Last year, when WW visited Renn Fayre at Reed College, students snorted coke and ketamine off an enormous mirror in a room dubbed the "White Lodge" (see "Revisiting Renn Fayre," May 13, 2009).

This year, with students on alert that undercover police would be in the crowd, cops report a very different scene. Police made no arrests at the three-day festival, which gained notoriety for hosting open use of hard drugs and psychedelics on the school's Southeast Portland campus.

"I'm sure there was drug use on campus, but from the undercover and uniformed reports I've received, there was a significant difference this year," says Norm Frink, a chief deputy district attorney for Multnomah County. "Things appeared to be under control, and the Reed security people worked well with us."

Drug use at Reed moved into the spotlight again on April 23, when college President Colin Diver told the campus about a meeting with U.S. Attorney Dwight Holton and county District Attorney Mike Schrunk. In a campuswide email, Diver said Holton and Schrunk delivered a "forceful and direct" message to "shut down" drug use at Reed or face possible consequences.

Others at the meeting report that's not quite what happened—saying the atmosphere remained friendly, and no threats were made about cutting Reed's funding. More on that in a bit.
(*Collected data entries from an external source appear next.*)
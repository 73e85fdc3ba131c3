//! 插件注册表
//!
//! 插件 id → PluginRecord 的持久化映射，是“已安装”状态的唯一来源。
//! 所有写入都经过 compare_and_transition：先在事务内确认记录仍处于期望状态，
//! 再应用修改。即使上层已经持有插件锁也如此，用于发现锁或恢复流程中的竞争。

use chrono::Utc;
use rusqlite::Connection;
use std::collections::VecDeque;
use std::path::Path;
use std::sync::MutexGuard;
use thiserror::Error;

use super::state_machine::LifecycleStateMachine;
use super::types::{PendingPromotion, PluginRecord, PluginState};
use crate::database::dao::pending_promotions::PendingPromotionsDao;
use crate::database::dao::plugin_records::PluginRecordsDao;
use crate::database::{self, DbConnection};

const LIST_PAGE_SIZE: usize = 64;

/// 注册表错误
#[derive(Error, Debug)]
pub enum RegistryError {
    /// 记录已被其他操作修改
    #[error("状态冲突: 插件 {id} 期望状态 {expected}, 实际状态 {actual}")]
    StateConflict {
        id: String,
        expected: PluginState,
        actual: PluginState,
    },

    /// 调用方请求了状态机不允许的迁移
    #[error("非法的状态迁移: {from} → {to}")]
    IllegalTransition { from: PluginState, to: PluginState },

    /// 存储错误
    #[error("存储错误: {0}")]
    Storage(#[from] rusqlite::Error),

    /// 连接锁中毒
    #[error("注册表连接不可用")]
    Poisoned,
}

/// 插件注册表
#[derive(Clone)]
pub struct PluginRegistry {
    conn: DbConnection,
}

impl PluginRegistry {
    /// 使用已有连接创建注册表
    pub fn new(conn: DbConnection) -> Self {
        Self { conn }
    }

    /// 打开数据库文件
    pub fn open(db_path: &Path) -> Result<Self, RegistryError> {
        Ok(Self::new(database::open_database(db_path)?))
    }

    /// 内存注册表
    pub fn in_memory() -> Result<Self, RegistryError> {
        Ok(Self::new(database::open_in_memory()?))
    }

    fn lock(&self) -> Result<MutexGuard<'_, Connection>, RegistryError> {
        self.conn.lock().map_err(|_| RegistryError::Poisoned)
    }

    /// 获取插件记录
    ///
    /// 未知 id 返回 Absent 记录，不是错误
    pub fn get(&self, plugin_id: &str) -> Result<PluginRecord, RegistryError> {
        let conn = self.lock()?;
        Ok(PluginRecordsDao::get(&conn, plugin_id)?
            .unwrap_or_else(|| PluginRecord::absent(plugin_id)))
    }

    /// 按 id 排序列出全部记录
    pub fn list(&self) -> RecordListing {
        RecordListing::new(self.conn.clone(), None)
    }

    /// 按状态过滤列出记录
    pub fn list_by_state(&self, state: PluginState) -> RecordListing {
        RecordListing::new(self.conn.clone(), Some(state))
    }

    /// 比较并迁移
    ///
    /// 在同一事务内确认记录处于 `expected`，应用 `mutator`，再写入 `new` 状态。
    /// 非法迁移在读取记录之前就被拒绝。
    pub fn compare_and_transition<F>(
        &self,
        plugin_id: &str,
        expected: PluginState,
        new: PluginState,
        mutator: F,
    ) -> Result<PluginRecord, RegistryError>
    where
        F: FnOnce(&mut PluginRecord),
    {
        self.transition_with(plugin_id, expected, new, mutator, |_| Ok(()))
    }

    /// 写入提升意图
    ///
    /// 只允许在记录处于 Installing / Updating 时写入
    pub fn begin_promotion(&self, pending: &PendingPromotion) -> Result<(), RegistryError> {
        let conn = self.lock()?;
        let actual = PluginRecordsDao::get(&conn, &pending.plugin_id)?
            .map(|r| r.state)
            .unwrap_or_default();

        if !matches!(actual, PluginState::Installing | PluginState::Updating) {
            return Err(RegistryError::StateConflict {
                id: pending.plugin_id.clone(),
                expected: PluginState::Installing,
                actual,
            });
        }

        PendingPromotionsDao::insert(&conn, pending)?;
        Ok(())
    }

    /// 提交提升：迁移到 Installed 并在同一事务内删除提升意图
    pub fn commit_promotion<F>(
        &self,
        plugin_id: &str,
        expected: PluginState,
        mutator: F,
    ) -> Result<PluginRecord, RegistryError>
    where
        F: FnOnce(&mut PluginRecord),
    {
        self.transition_with(plugin_id, expected, PluginState::Installed, mutator, |tx| {
            PendingPromotionsDao::delete(tx, plugin_id).map(|_| ())
        })
    }

    /// 放弃提升意图（回滚后调用）
    pub fn abandon_promotion(&self, plugin_id: &str) -> Result<bool, RegistryError> {
        let conn = self.lock()?;
        Ok(PendingPromotionsDao::delete(&conn, plugin_id)?)
    }

    /// 未完成的提升意图
    pub fn pending_promotions(&self) -> Result<Vec<PendingPromotion>, RegistryError> {
        let conn = self.lock()?;
        Ok(PendingPromotionsDao::list(&conn)?)
    }

    /// 处于瞬态的记录
    pub fn transient_records(&self) -> Result<Vec<PluginRecord>, RegistryError> {
        let conn = self.lock()?;
        Ok(PluginRecordsDao::list_transient(&conn)?)
    }

    /// 删除记录（仅限 Absent）
    pub fn purge(&self, plugin_id: &str) -> Result<bool, RegistryError> {
        let mut conn = self.lock()?;
        let tx = conn.transaction()?;

        let Some(record) = PluginRecordsDao::get(&tx, plugin_id)? else {
            return Ok(false);
        };
        if record.state != PluginState::Absent {
            return Err(RegistryError::StateConflict {
                id: plugin_id.to_string(),
                expected: PluginState::Absent,
                actual: record.state,
            });
        }

        let deleted = PluginRecordsDao::delete(&tx, plugin_id)?;
        tx.commit()?;
        Ok(deleted)
    }

    /// 把记录原样写回操作开始前的快照，包括 `updated_at`
    ///
    /// 记录必须仍处于 `expected`，且 `expected → snapshot.state` 是合法迁移
    pub fn revert(
        &self,
        expected: PluginState,
        snapshot: &PluginRecord,
    ) -> Result<PluginRecord, RegistryError> {
        if !LifecycleStateMachine::can_transition(expected, snapshot.state) {
            return Err(RegistryError::IllegalTransition {
                from: expected,
                to: snapshot.state,
            });
        }

        let mut conn = self.lock()?;
        let tx = conn.transaction()?;

        let actual = PluginRecordsDao::get(&tx, &snapshot.id)?
            .map(|r| r.state)
            .unwrap_or_default();
        if actual != expected {
            return Err(RegistryError::StateConflict {
                id: snapshot.id.clone(),
                expected,
                actual,
            });
        }

        PluginRecordsDao::upsert(&tx, snapshot)?;
        tx.commit()?;

        tracing::debug!("[REGISTRY] {}: {} → {} (还原)", snapshot.id, expected, snapshot.state);
        Ok(snapshot.clone())
    }

    fn transition_with<F, G>(
        &self,
        plugin_id: &str,
        expected: PluginState,
        new: PluginState,
        mutator: F,
        also: G,
    ) -> Result<PluginRecord, RegistryError>
    where
        F: FnOnce(&mut PluginRecord),
        G: FnOnce(&Connection) -> Result<(), rusqlite::Error>,
    {
        if !LifecycleStateMachine::can_transition(expected, new) {
            return Err(RegistryError::IllegalTransition { from: expected, to: new });
        }

        let mut conn = self.lock()?;
        let tx = conn.transaction()?;

        let mut record = PluginRecordsDao::get(&tx, plugin_id)?
            .unwrap_or_else(|| PluginRecord::absent(plugin_id));
        if record.state != expected {
            return Err(RegistryError::StateConflict {
                id: plugin_id.to_string(),
                expected,
                actual: record.state,
            });
        }

        mutator(&mut record);
        record.id = plugin_id.to_string();
        record.state = new;
        if new != PluginState::Failed {
            record.last_error = None;
        }
        record.updated_at = Utc::now();

        PluginRecordsDao::upsert(&tx, &record)?;
        also(&*tx)?;
        tx.commit()?;

        tracing::debug!("[REGISTRY] {}: {} → {}", plugin_id, expected, new);
        Ok(record)
    }
}

/// 惰性分页读取注册表记录
///
/// 按 id 升序逐页读取；`restart` 后从头重新读取
pub struct RecordListing {
    conn: DbConnection,
    state: Option<PluginState>,
    cursor: Option<String>,
    buffer: VecDeque<PluginRecord>,
    exhausted: bool,
}

impl RecordListing {
    fn new(conn: DbConnection, state: Option<PluginState>) -> Self {
        Self {
            conn,
            state,
            cursor: None,
            buffer: VecDeque::new(),
            exhausted: false,
        }
    }

    /// 回到开头
    pub fn restart(&mut self) {
        self.cursor = None;
        self.buffer.clear();
        self.exhausted = false;
    }

    fn fill(&mut self) -> Result<(), RegistryError> {
        let conn = self.conn.lock().map_err(|_| RegistryError::Poisoned)?;
        let page =
            PluginRecordsDao::list_page(&conn, self.cursor.as_deref(), self.state, LIST_PAGE_SIZE)?;

        if page.len() < LIST_PAGE_SIZE {
            self.exhausted = true;
        }
        if let Some(last) = page.last() {
            self.cursor = Some(last.id.clone());
        }
        self.buffer.extend(page);
        Ok(())
    }
}

impl Iterator for RecordListing {
    type Item = Result<PluginRecord, RegistryError>;

    fn next(&mut self) -> Option<Self::Item> {
        if self.buffer.is_empty() && !self.exhausted {
            if let Err(e) = self.fill() {
                self.exhausted = true;
                return Some(Err(e));
            }
        }
        self.buffer.pop_front().map(Ok)
    }
}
Reed denied our request to attend Renn Fayre. But the fact that police reported no drug problems at the college's annual end-of-school celebration indicates change may finally be coming to a private school long famous for student drug use (see "Higher Ed," WW, May 14, 2008).

The crackdown was prompted by the second heroin-overdose death in two years among the school's 1,400 students. Alejandro Lluch, a freshman, died in his dorm room in 2008. Sam Tepper, a senior physics major, was found dead March 22 in his off-campus apartment. Law-enforcement officials hope the death will spur the campus to take decisive action.

But doubters remain. One is Naomi Tepper, Sam's older sister. She's grieving for the sibling she also calls her best friend.

"My mom cries all the time, my dad's holding it in, but the whole family's torn apart," says Tepper, a 34-year-old marketing agent in Brooklyn. "He made his own decisions in life, but at the same time, the school made it acceptable."

Given what she witnessed when she visited her brother at Reed in 2007, Tepper believes the students don't want to change—and the administration is powerless over them.

Tepper says when she saw students openly smoking pot in front of campus security, her brother told her security doesn't care—and that cafeteria workers sell students coke and designer drugs. Tepper says according to her brother, students feel they have full power over the administration.

Diver declined to comment for this story. He's previously told WW the school is carrying out a years-long effort to revamp its drug policy. That includes a new plan that has seen campus administration calling the police on students (see "Busted at Reed," WW, Sept. 2, 2009).

Most recently, Reed spokesman Kevin Myers confirms that on March 3, Reed called the cops on Camilla Muldrow. In her dorm room, according to court records, police found 24 grams of cocaine and a bag labeled "Renn Fayre" containing ketamine, 2CB, hash, opium and ecstasy. She pleaded not guilty; no trial date is set.

As Renn Fayre approached, Holton called Diver to a meeting April 22 at the federal courthouse. Also present were Schrunk, two other top prosecutors, and Mike Brody, Reed's dean of students.

Schrunk and Holton say no threats were made about yanking Reed's funding, although they mentioned laws against running a drug house. They urged Diver to use Renn Fayre as an opportunity.

"I don't think it was confrontational," Schrunk says. "It was more, how can we help you?"

Diver spent the night thinking it over. The next day, he called Holton and said he was ready to accept their offer. Schrunk says he understands why Diver may have described the exchange to students differently.

"Put yourself in [the administration's] position. They have a different group to play to. So they're going to say, 'Oh, big bad prosecutors,' " Schrunk says. "Maybe out of the other side of their mouth, they're saying they don't believe [the campus has a problem]. But I think they do believe it."

Others remain skeptical. Mike Fisher of the Eastmoreland Neighborhood Association hopes the crackdown helps the college in his neighborhood. But he doubts Reed's will to change.

"They're not really helping their students move into the real world," Fisher says. "It's more of a fantasy land."


The National Republican Congressional Committee is circulating a news release criticizing Reed board member Suzan DelBene, a Bellevue, Wash., high-tech executive, for her ties to the school, citing reports of drug use by students. DelBene is a Democratic candidate to replace U.S. Rep. Dave Reichert (R-Wash.).